SOME COMMON REFERENCES

  • The terms “Cape” or “Capeland” refers in short to the United Cape States (UCS), the formal interim name for the seceding country and territories.
    Also see the map of the UCS on our website page describing ‘The Cape’.
  • The term “Capelander” refers to people who will have legal claim to citizenship of the United Cape States.
  • Reference to the “United Cape States” or “UCS” may, where applicable, in short refer to the United Cape States Transitional Authority (UCS-TA), the full name of the interim/emergency transitional authority for the United Cape States secession process.

THE PROCESS AND LEGAL ASPECTS

The process to gain self-determination and independence is obviously done BEFORE the country achieves independence and therefore there is no official country nor a citizenry, and no official voting can take place to decide on matters. During this period the secessionist group’s Transitional Authority (TA) has the responsibility to consult with, and are at the same time depending on willing participation and support from the organisations representing the various groups of Capelander people.

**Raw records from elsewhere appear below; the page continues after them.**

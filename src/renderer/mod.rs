mod color;

// Re-export public API
pub use color::{map_to_rgba, rgba_to_argb, ColorMap};

use crate::state::idx;

/// Which field the window shows.
#[derive(Clone, Copy, Debug, PartialEq)]
pub enum VizMode {
    /// Smoke density, smooth-shaded between cell centres.
    Density,
    /// One line segment per cell showing the velocity vector.
    Velocity,
}

impl VizMode {
    pub fn toggle(self) -> Self {
        match self {
            VizMode::Density => VizMode::Velocity,
            VizMode::Velocity => VizMode::Density,
        }
    }
}

/// Bilinear sample of a field at fractional grid coordinates.
/// Coordinates are clamped to the ghost band `[0, n+1]`.
fn sample(field: &[f64], gx: f64, gy: f64, n: usize) -> f64 {
    let max = (n + 1) as f64;
    let gx = gx.clamp(0.0, max);
    let gy = gy.clamp(0.0, max);
    let i0 = (gx.floor() as usize).min(n);
    let j0 = (gy.floor() as usize).min(n);
    let s1 = gx - i0 as f64;
    let t1 = gy - j0 as f64;
    let (s0, t0) = (1.0 - s1, 1.0 - t1);
    s0 * (t0 * field[idx(i0, j0, n)] + t1 * field[idx(i0, j0 + 1, n)])
        + s1 * (t0 * field[idx(i0 + 1, j0, n)] + t1 * field[idx(i0 + 1, j0 + 1, n)])
}

/// Render density into a `width x height` 0RGB framebuffer.
/// Cell centre `(i, j)` sits at `((i - 0.5) / n, (j - 0.5) / n)` of the window,
/// measured from the bottom-left corner.
pub fn render_density(buf: &mut [u32], width: usize, height: usize, dens: &[f64], n: usize, colormap: ColorMap) {
    let nf = n as f64;
    for py in 0..height {
        // Flip Y: row 0 of the framebuffer is the top of the domain
        let fy = (height - py) as f64 - 0.5;
        let gy = fy / height as f64 * nf + 0.5;
        let row = py * width;
        for px in 0..width {
            let gx = (px as f64 + 0.5) / width as f64 * nf + 0.5;
            let d = sample(dens, gx, gy, n);
            buf[row + px] = rgba_to_argb(map_to_rgba(d, colormap));
        }
    }
}

/// Bresenham line drawing, clipped to the framebuffer.
fn draw_line(buf: &mut [u32], width: usize, height: usize, x0: isize, y0: isize, x1: isize, y1: isize, color: u32) {
    let mut cx = x0;
    let mut cy = y0;
    let dx = (x1 - x0).abs();
    let dy = -(y1 - y0).abs();
    let sx: isize = if x0 < x1 { 1 } else { -1 };
    let sy: isize = if y0 < y1 { 1 } else { -1 };
    let mut err = dx + dy;

    loop {
        if cx >= 0 && (cx as usize) < width && cy >= 0 && (cy as usize) < height {
            buf[cy as usize * width + cx as usize] = color;
        }
        if cx == x1 && cy == y1 { break; }
        let e2 = 2 * err;
        if e2 >= dy { err += dy; cx += sx; }
        if e2 <= dx { err += dx; cy += sy; }
    }
}

/// Render the velocity field as white segments on black.
/// A velocity of 1.0 spans the whole window.
pub fn render_velocity(buf: &mut [u32], width: usize, height: usize, u: &[f64], v: &[f64], n: usize) {
    buf.fill(0);
    let w = width as f64;
    let h = height as f64;
    let cell = 1.0 / n as f64;
    for j in 1..=n {
        let y = (j as f64 - 0.5) * cell;
        for i in 1..=n {
            let x = (i as f64 - 0.5) * cell;
            let ii = idx(i, j, n);
            let (x1, y1) = (x + u[ii], y + v[ii]);
            // Skip vectors that blew up; they would draw across the screen
            if !(x1.is_finite() && y1.is_finite()) {
                continue;
            }
            draw_line(
                buf,
                width,
                height,
                (x * w) as isize,
                ((1.0 - y) * h) as isize,
                (x1 * w).clamp(-w, 2.0 * w) as isize,
                ((1.0 - y1) * h).clamp(-h, 2.0 * h) as isize,
                0x00ff_ffff,
            );
        }
    }
}
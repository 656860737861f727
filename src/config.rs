use serde::Deserialize;

use crate::error::SolverError;
use crate::solver::SolverParams;
use crate::state::Grid;

pub const CONFIG_FILE: &str = "rcfd.yaml";
pub const USAGE: &str = "usage: rcfd [N dt diff visc force source]";

#[derive(Debug, Deserialize)]
#[serde(default)]
pub struct Config {
    pub physics: PhysicsConfig,
    pub input: InputConfig,
    pub display: DisplayConfig,
}

#[derive(Debug, Deserialize)]
#[serde(default)]
pub struct PhysicsConfig {
    pub n: usize,
    pub dt: f64,
    pub diff: f64,
    pub visc: f64,
    pub diffuse_iter: usize,
    pub project_iter: usize,
}

#[derive(Debug, Deserialize)]
#[serde(default)]
pub struct InputConfig {
    /// Velocity injected per pixel of mouse drag.
    pub force: f64,
    /// Density injected per frame while the right button is held.
    pub source: f64,
}

#[derive(Debug, Deserialize)]
#[serde(default)]
pub struct DisplayConfig {
    pub width: usize,
    pub height: usize,
    pub target_fps: usize,
    /// Density multiplier applied after every displayed frame.
    pub density_fade: f64,
}

impl Default for Config {
    fn default() -> Self {
        Self {
            physics: PhysicsConfig::default(),
            input: InputConfig::default(),
            display: DisplayConfig::default(),
        }
    }
}

impl Default for PhysicsConfig {
    fn default() -> Self {
        Self {
            n: 64,
            dt: 0.09,
            diff: 0.0001,
            visc: 0.0,
            diffuse_iter: 20,
            project_iter: 20,
        }
    }
}

impl Default for InputConfig {
    fn default() -> Self {
        Self {
            force: 5.0,
            source: 50.0,
        }
    }
}

impl Default for DisplayConfig {
    fn default() -> Self {
        Self {
            width: 800,
            height: 600,
            target_fps: 60,
            density_fade: 0.98,
        }
    }
}

/// Startup configuration failures.
#[derive(Debug, Clone, PartialEq)]
pub enum ConfigError {
    /// Positional arguments must be absent or exactly six.
    ArgCount(usize),
    ParseArg { name: &'static str, value: String },
    Solver(SolverError),
}

impl std::fmt::Display for ConfigError {
    fn fmt(&self, f: &mut std::fmt::Formatter<'_>) -> std::fmt::Result {
        match self {
            ConfigError::ArgCount(count) => {
                write!(f, "expected 0 or 6 arguments, got {}\n{}", count, USAGE)
            }
            ConfigError::ParseArg { name, value } => {
                write!(f, "invalid value for {}: {:?}\n{}", name, value, USAGE)
            }
            ConfigError::Solver(e) => write!(f, "invalid solver settings: {}", e),
        }
    }
}

impl std::error::Error for ConfigError {
    fn source(&self) -> Option<&(dyn std::error::Error + 'static)> {
        match self {
            ConfigError::Solver(e) => Some(e),
            _ => None,
        }
    }
}

impl From<SolverError> for ConfigError {
    fn from(e: SolverError) -> Self {
        ConfigError::Solver(e)
    }
}

fn parse_arg<T: std::str::FromStr>(name: &'static str, value: &str) -> Result<T, ConfigError> {
    value.parse().map_err(|_| ConfigError::ParseArg {
        name,
        value: value.to_string(),
    })
}

impl Config {
    /// Override physics and input settings from `N dt diff visc force source`.
    /// `args` excludes the program name.
    pub fn apply_args(&mut self, args: &[String]) -> Result<(), ConfigError> {
        match args {
            [] => Ok(()),
            [n, dt, diff, visc, force, source] => {
                self.physics.n = parse_arg("N", n)?;
                self.physics.dt = parse_arg("dt", dt)?;
                self.physics.diff = parse_arg("diff", diff)?;
                self.physics.visc = parse_arg("visc", visc)?;
                self.input.force = parse_arg("force", force)?;
                self.input.source = parse_arg("source", source)?;
                Ok(())
            }
            _ => Err(ConfigError::ArgCount(args.len())),
        }
    }

    pub fn grid(&self) -> Result<Grid, ConfigError> {
        Ok(Grid::new(self.physics.n)?)
    }

    pub fn solver_params(&self) -> Result<SolverParams, ConfigError> {
        let params = SolverParams {
            dt: self.physics.dt,
            visc: self.physics.visc,
            diff: self.physics.diff,
            diffuse_iter: self.physics.diffuse_iter,
            project_iter: self.physics.project_iter,
        };
        params.validate()?;
        Ok(params)
    }
}

/// Load `rcfd.yaml` from the working directory, falling back to defaults.
pub fn load() -> Config {
    load_from(std::path::Path::new(CONFIG_FILE))
}

pub fn load_from(path: &std::path::Path) -> Config {
    if path.exists() {
        match std::fs::read_to_string(path) {
            Ok(contents) => match serde_yaml::from_str(&contents) {
                Ok(cfg) => cfg,
                Err(e) => {
                    log::warn!("failed to parse {}: {e}; using defaults", path.display());
                    Config::default()
                }
            },
            Err(e) => {
                log::warn!("failed to read {}: {e}; using defaults", path.display());
                Config::default()
            }
        }
    } else {
        Config::default()
    }
}

#[cfg(test)]
mod tests {
    use super::*;

    fn args(list: &[&str]) -> Vec<String> {
        list.iter().map(|s| s.to_string()).collect()
    }

    #[test]
    fn test_default_values() {
        let cfg = Config::default();
        assert_eq!(cfg.physics.n, 64);
        assert_eq!(cfg.physics.dt, 0.09);
        assert_eq!(cfg.physics.diff, 0.0001);
        assert_eq!(cfg.physics.visc, 0.0);
        assert_eq!(cfg.physics.diffuse_iter, 20);
        assert_eq!(cfg.physics.project_iter, 20);
        assert_eq!(cfg.input.force, 5.0);
        assert_eq!(cfg.input.source, 50.0);
        assert_eq!(cfg.display.width, 800);
        assert_eq!(cfg.display.height, 600);
        assert_eq!(cfg.display.target_fps, 60);
        assert_eq!(cfg.display.density_fade, 0.98);
    }

    #[test]
    fn test_partial_yaml() {
        let yaml = "physics:\n  visc: 0.01\ninput:\n  source: 80.0\n";
        let cfg: Config = serde_yaml::from_str(yaml).unwrap();
        assert_eq!(cfg.physics.visc, 0.01);
        assert_eq!(cfg.physics.n, 64); // default
        assert_eq!(cfg.input.source, 80.0);
        assert_eq!(cfg.input.force, 5.0); // default
        assert_eq!(cfg.display.width, 800); // default
    }

    #[test]
    fn test_full_yaml() {
        let yaml = r#"
physics:
  n: 128
  dt: 0.05
  diff: 0.001
  visc: 0.0002
  diffuse_iter: 10
  project_iter: 40
input:
  force: 2.5
  source: 100.0
display:
  width: 512
  height: 512
  target_fps: 30
  density_fade: 0.95
"#;
        let cfg: Config = serde_yaml::from_str(yaml).unwrap();
        assert_eq!(cfg.physics.n, 128);
        assert_eq!(cfg.physics.dt, 0.05);
        assert_eq!(cfg.physics.diff, 0.001);
        assert_eq!(cfg.physics.visc, 0.0002);
        assert_eq!(cfg.physics.diffuse_iter, 10);
        assert_eq!(cfg.physics.project_iter, 40);
        assert_eq!(cfg.input.force, 2.5);
        assert_eq!(cfg.input.source, 100.0);
        assert_eq!(cfg.display.width, 512);
        assert_eq!(cfg.display.height, 512);
        assert_eq!(cfg.display.target_fps, 30);
        assert_eq!(cfg.display.density_fade, 0.95);
    }

    #[test]
    fn test_load_missing_file() {
        let cfg = load_from(std::path::Path::new("does-not-exist/rcfd.yaml"));
        assert_eq!(cfg.physics.n, 64);
        assert_eq!(cfg.input.source, 50.0);
    }

    #[test]
    fn test_load_malformed_file_uses_defaults() {
        let path = std::env::temp_dir().join(format!("rcfd-bad-{}.yaml", std::process::id()));
        std::fs::write(&path, "physics: [not, a, map]\n").unwrap();
        let cfg = load_from(&path);
        std::fs::remove_file(&path).unwrap();
        assert_eq!(cfg.physics.n, 64);
    }

    #[test]
    fn test_no_args_keeps_config() {
        let mut cfg = Config::default();
        cfg.apply_args(&[]).unwrap();
        assert_eq!(cfg.physics.n, 64);
    }

    #[test]
    fn test_six_args_override() {
        let mut cfg = Config::default();
        cfg.apply_args(&args(&["32", "0.1", "0", "0.001", "2", "75"])).unwrap();
        assert_eq!(cfg.physics.n, 32);
        assert_eq!(cfg.physics.dt, 0.1);
        assert_eq!(cfg.physics.diff, 0.0);
        assert_eq!(cfg.physics.visc, 0.001);
        assert_eq!(cfg.input.force, 2.0);
        assert_eq!(cfg.input.source, 75.0);
    }

    #[test]
    fn test_wrong_arg_count() {
        let mut cfg = Config::default();
        assert_eq!(cfg.apply_args(&args(&["32", "0.1"])), Err(ConfigError::ArgCount(2)));
    }

    #[test]
    fn test_unparseable_arg() {
        let mut cfg = Config::default();
        let err = cfg.apply_args(&args(&["big", "0.1", "0", "0", "5", "50"]));
        assert_eq!(err, Err(ConfigError::ParseArg { name: "N", value: "big".to_string() }));
    }

    #[test]
    fn test_solver_params_validated() {
        let mut cfg = Config::default();
        cfg.physics.dt = 0.0;
        assert_eq!(cfg.solver_params(), Err(ConfigError::Solver(SolverError::InvalidTimeStep(0.0))));
        cfg.physics.n = 0;
        assert_eq!(cfg.grid(), Err(ConfigError::Solver(SolverError::InvalidGridSize(0))));
    }

    #[test]
    fn test_solver_params_from_defaults() {
        let params = Config::default().solver_params().unwrap();
        assert_eq!(params, SolverParams::default());
    }
}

The more organizations and individuals start to form part of this life-changing Cape independence moment in history, the better we can collectively prepare in a participative process and in the most effective, professional yet quickest possible way while holding the absolute liberties and freedom of the Capelanders as highest priority.

The United Cape States Transitional Authority (UCS-TA) acts on behalf of all the groups of people who collectively are called “Capelanders”. The UCS-TA therefore spearheads and facilitates the self-determination and independence of Capelanders through the international legal secession process. The Transitional Authority is an interim/emergency entity comprising of individuals representing their groups’ best interest while taking part in the decision-making processes relating to the new country’s laws, regulations and policies.

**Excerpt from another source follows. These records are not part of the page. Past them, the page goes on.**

/// Caller contract violations detected before a step touches any buffer.
#[derive(Debug, Clone, PartialEq)]
pub enum SolverError {
    /// Grid side must be at least one interior cell.
    InvalidGridSize(usize),
    /// A field buffer does not hold `(n+2)^2` cells.
    BufferLength {
        name: &'static str,
        expected: usize,
        actual: usize,
    },
    /// Time step must be finite and strictly positive.
    InvalidTimeStep(f64),
    /// Viscosity / diffusion rate must be finite and non-negative.
    InvalidRate { name: &'static str, value: f64 },
    /// Relaxation sweep counts must be at least one.
    InvalidIterations { name: &'static str },
}

impl std::fmt::Display for SolverError {
    fn fmt(&self, f: &mut std::fmt::Formatter<'_>) -> std::fmt::Result {
        match self {
            SolverError::InvalidGridSize(n) => write!(f, "grid size must be >= 1, got {}", n),
            SolverError::BufferLength { name, expected, actual } => write!(
                f,
                "buffer `{}` has {} cells, expected {}",
                name, actual, expected
            ),
            SolverError::InvalidTimeStep(dt) => write!(f, "time step must be > 0, got {}", dt),
            SolverError::InvalidRate { name, value } => {
                write!(f, "{} must be >= 0, got {}", name, value)
            }
            SolverError::InvalidIterations { name } => write!(f, "{} must be >= 1", name),
        }
    }
}

impl std::error::Error for SolverError {}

The UCS-TA will only serve up to the point when stability is achieved in the UCS, and as such it is not possible to predict a specific time frame. Once stability is reached, it is essential that the UCS citizens must elect their government officials through democratic processes.

After the horrors of World War 2 the need for the protection of the rights of people including their right to self-determination was formulated against the background of decolonisation. The United Nations was established in 1945 as international representative entity to formulate these rights. Specific covenants, conventions, resolutions and charters were sanctioned by the vast majority of the current 195 member states to secure the rights of people and the states.

Since the decolonisation era the legal parameters for self-determination and secession have been further developed through precedency of historical cases, much as would apply for any legal environment. As such, international law is a collection of the fundamental prerequisites applicable to a specific case of self-determination through a process called ‘secession’ or a ‘two-state solution’ in modern day terms.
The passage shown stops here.